- TASK INSTRUCTIONS -
Copy out each line below in which the string "halfway" appears.

- RECORDS FOR PROCESSING -

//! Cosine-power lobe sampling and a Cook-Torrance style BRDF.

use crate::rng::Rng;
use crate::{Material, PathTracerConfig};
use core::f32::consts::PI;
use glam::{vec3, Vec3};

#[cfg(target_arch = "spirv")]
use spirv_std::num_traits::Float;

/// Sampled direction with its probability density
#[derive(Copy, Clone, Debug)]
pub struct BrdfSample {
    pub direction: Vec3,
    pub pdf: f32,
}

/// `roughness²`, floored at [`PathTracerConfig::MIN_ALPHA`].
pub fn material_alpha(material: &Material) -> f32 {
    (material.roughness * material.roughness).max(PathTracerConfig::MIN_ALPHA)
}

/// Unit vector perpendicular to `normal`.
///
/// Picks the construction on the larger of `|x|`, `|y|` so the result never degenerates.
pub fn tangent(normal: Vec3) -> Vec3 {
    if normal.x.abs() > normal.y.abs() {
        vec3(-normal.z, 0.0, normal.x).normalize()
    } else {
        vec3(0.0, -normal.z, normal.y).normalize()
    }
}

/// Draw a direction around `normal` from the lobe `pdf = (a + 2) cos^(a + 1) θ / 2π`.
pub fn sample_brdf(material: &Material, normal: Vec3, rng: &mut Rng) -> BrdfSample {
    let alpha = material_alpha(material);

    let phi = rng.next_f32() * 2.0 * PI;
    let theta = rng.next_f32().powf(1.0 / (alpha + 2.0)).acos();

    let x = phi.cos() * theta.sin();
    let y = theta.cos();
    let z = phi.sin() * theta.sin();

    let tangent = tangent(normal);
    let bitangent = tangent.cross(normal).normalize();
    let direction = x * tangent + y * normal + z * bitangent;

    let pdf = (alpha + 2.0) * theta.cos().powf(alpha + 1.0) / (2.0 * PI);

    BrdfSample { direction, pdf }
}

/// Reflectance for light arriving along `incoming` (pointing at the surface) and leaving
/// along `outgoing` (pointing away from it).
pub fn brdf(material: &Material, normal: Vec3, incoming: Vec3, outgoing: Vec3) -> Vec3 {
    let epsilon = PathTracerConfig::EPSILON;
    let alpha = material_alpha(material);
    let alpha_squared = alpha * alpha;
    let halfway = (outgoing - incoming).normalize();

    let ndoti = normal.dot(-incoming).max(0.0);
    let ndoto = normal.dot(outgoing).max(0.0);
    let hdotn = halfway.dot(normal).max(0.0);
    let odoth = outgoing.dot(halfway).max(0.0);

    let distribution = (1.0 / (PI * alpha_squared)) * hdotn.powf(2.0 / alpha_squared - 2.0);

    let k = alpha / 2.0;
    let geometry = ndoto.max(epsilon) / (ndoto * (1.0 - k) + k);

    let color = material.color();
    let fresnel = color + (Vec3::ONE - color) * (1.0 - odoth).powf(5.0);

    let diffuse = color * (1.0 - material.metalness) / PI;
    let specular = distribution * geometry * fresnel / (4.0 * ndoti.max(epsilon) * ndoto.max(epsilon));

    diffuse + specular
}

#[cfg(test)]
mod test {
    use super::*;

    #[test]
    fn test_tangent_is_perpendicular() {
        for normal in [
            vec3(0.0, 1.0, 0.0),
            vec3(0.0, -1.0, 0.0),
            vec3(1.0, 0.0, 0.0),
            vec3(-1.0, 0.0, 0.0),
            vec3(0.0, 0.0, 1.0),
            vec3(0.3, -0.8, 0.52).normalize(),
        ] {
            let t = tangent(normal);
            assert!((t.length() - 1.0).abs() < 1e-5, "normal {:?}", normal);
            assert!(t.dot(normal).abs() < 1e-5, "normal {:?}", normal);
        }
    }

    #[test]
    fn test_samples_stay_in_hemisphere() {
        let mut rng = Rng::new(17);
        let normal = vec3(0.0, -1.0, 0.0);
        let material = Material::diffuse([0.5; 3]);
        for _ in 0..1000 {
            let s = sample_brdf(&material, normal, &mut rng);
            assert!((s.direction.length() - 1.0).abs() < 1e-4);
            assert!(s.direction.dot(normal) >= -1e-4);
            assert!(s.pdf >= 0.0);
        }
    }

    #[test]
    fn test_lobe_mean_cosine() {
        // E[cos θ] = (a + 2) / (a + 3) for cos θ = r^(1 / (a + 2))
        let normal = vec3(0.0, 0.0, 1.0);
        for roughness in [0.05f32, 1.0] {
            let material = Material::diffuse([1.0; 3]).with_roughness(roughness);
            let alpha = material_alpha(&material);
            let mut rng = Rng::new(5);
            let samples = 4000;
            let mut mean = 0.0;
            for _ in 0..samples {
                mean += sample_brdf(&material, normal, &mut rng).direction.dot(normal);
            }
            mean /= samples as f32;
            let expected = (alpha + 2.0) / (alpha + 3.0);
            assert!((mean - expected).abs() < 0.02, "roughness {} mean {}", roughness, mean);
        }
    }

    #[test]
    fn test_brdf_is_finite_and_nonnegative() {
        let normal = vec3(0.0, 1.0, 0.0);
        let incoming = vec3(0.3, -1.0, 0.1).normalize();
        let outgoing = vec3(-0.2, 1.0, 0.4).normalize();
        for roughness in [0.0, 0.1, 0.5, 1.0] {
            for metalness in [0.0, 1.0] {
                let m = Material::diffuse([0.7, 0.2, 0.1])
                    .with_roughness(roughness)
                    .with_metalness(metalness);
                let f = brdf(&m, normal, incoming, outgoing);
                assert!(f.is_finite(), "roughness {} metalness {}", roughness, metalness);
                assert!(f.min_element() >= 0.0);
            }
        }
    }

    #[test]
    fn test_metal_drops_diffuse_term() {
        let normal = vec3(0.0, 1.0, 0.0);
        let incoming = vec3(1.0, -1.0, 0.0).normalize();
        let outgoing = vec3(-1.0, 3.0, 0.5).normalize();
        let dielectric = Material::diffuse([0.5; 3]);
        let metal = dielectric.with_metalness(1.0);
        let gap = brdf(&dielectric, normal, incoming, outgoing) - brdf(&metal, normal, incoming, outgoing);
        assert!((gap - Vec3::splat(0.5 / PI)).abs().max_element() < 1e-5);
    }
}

- ANSWER FOR THE TASK -
    let halfway = (outgoing - incoming).normalize();
    let hdotn = halfway.dot(normal).max(0.0);
    let odoth = outgoing.dot(halfway).max(0.0);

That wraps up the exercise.